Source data

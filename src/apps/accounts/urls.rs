//! Routes mounted under `/auth`

use crate::apps::accounts::views::{self, AccountsState};
use crate::handler;
use std::sync::Arc;
use storepify_http::Router;

pub fn user_routes(state: Arc<AccountsState>) -> Router {
	Router::new()
		.with_namespace("users")
		.post("/users/", "register", handler(&state, views::register))
		.get("/users/me/", "me", handler(&state, views::me))
}

pub fn jwt_routes(state: Arc<AccountsState>) -> Router {
	Router::new()
		.with_namespace("jwt")
		.post("/jwt/create/", "create", handler(&state, views::create_token))
		.post("/jwt/refresh/", "refresh", handler(&state, views::refresh_token))
		.post("/jwt/verify/", "verify", handler(&state, views::verify_token))
}
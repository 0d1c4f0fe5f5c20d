//! Per-task capture of executed SQL
//!
//! The debug toolbar wraps each request in [`capture`]; every statement the
//! [`Database`](crate::Database) runs inside that scope is appended to the
//! scope's [`QueryLog`]. Outside a scope, recording is a no-op.

use parking_lot::Mutex;
use std::future::Future;
use std::sync::Arc;
use std::time::Duration;

tokio::task_local! {
	static QUERY_LOG: Arc<QueryLog>;
}

/// One executed statement
#[derive(Debug, Clone, PartialEq)]
pub struct CapturedQuery {
	pub sql: String,
	pub duration: Duration,
}

/// Statements captured during one scope
#[derive(Debug, Default)]
pub struct QueryLog {
	queries: Mutex<Vec<CapturedQuery>>,
}

impl QueryLog {
	pub fn new() -> Arc<Self> {
		Arc::new(Self::default())
	}

	/// Snapshot of the captured statements, in execution order
	pub fn queries(&self) -> Vec<CapturedQuery> {
		self.queries.lock().clone()
	}

	pub fn len(&self) -> usize {
		self.queries.lock().len()
	}

	pub fn is_empty(&self) -> bool {
		self.len() == 0
	}

	fn push(&self, query: CapturedQuery) {
		self.queries.lock().push(query);
	}
}

/// Run `future` with `log` collecting every statement it executes
pub async fn capture<F: Future>(log: Arc<QueryLog>, future: F) -> F::Output {
	QUERY_LOG.scope(log, future).await
}

pub(crate) fn record(sql: &str, duration: Duration) {
	let _ = QUERY_LOG.try_with(|log| {
		log.push(CapturedQuery {
			sql: sql.to_string(),
			duration,
		})
	});
}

▶ **Task instructions**
All of the lines above need to be given again exactly.

▶ **Solution below**
filename src/apps/accounts/urls.rs
//! Routes mounted under `/auth`

use crate::apps::accounts::views::{self, AccountsState};
use crate::handler;
use std::sync::Arc;
use storepify_http::Router;

pub fn user_routes(state: Arc<AccountsState>) -> Router {
	Router::new()
		.with_namespace("users")
		.post("/users/", "register", handler(&state, views::register))
		.get("/users/me/", "me", handler(&state, views::me))
}

pub fn jwt_routes(state: Arc<AccountsState>) -> Router {
	Router::new()
		.with_namespace("jwt")
		.post("/jwt/create/", "create", handler(&state, views::create_token))
		.post("/jwt/refresh/", "refresh", handler(&state, views::refresh_token))
		.post("/jwt/verify/", "verify", handler(&state, views::verify_token))
}
repository 0d1c4f0fe5f5c20d
//! Per-task capture of executed SQL
//!
//! The debug toolbar wraps each request in [`capture`]; every statement the
//! [`Database`](crate::Database) runs inside that scope is appended to the
//! scope's [`QueryLog`]. Outside a scope, recording is a no-op.

use parking_lot::Mutex;
use std::future::Future;
use std::sync::Arc;
use std::time::Duration;

tokio::task_local! {
	static QUERY_LOG: Arc<QueryLog>;
}

/// One executed statement
#[derive(Debug, Clone, PartialEq)]
pub struct CapturedQuery {
	pub sql: String,
	pub duration: Duration,
}

/// Statements captured during one scope
#[derive(Debug, Default)]
pub struct QueryLog {
	queries: Mutex<Vec<CapturedQuery>>,
}

impl QueryLog {
	pub fn new() -> Arc<Self> {
		Arc::new(Self::default())
	}

	/// Snapshot of the captured statements, in execution order
	pub fn queries(&self) -> Vec<CapturedQuery> {
		self.queries.lock().clone()
	}

	pub fn len(&self) -> usize {
		self.queries.lock().len()
	}

	pub fn is_empty(&self) -> bool {
		self.len() == 0
	}

	fn push(&self, query: CapturedQuery) {
		self.queries.lock().push(query);
	}
}

/// Run `future` with `log` collecting every statement it executes
pub async fn capture<F: Future>(log: Arc<QueryLog>, future: F) -> F::Output {
	QUERY_LOG.scope(log, future).await
}

pub(crate) fn record(sql: &str, duration: Duration) {
	let _ = QUERY_LOG.try_with(|log| {
		log.push(CapturedQuery {
			sql: sql.to_string(),
			duration,
		})
	});
}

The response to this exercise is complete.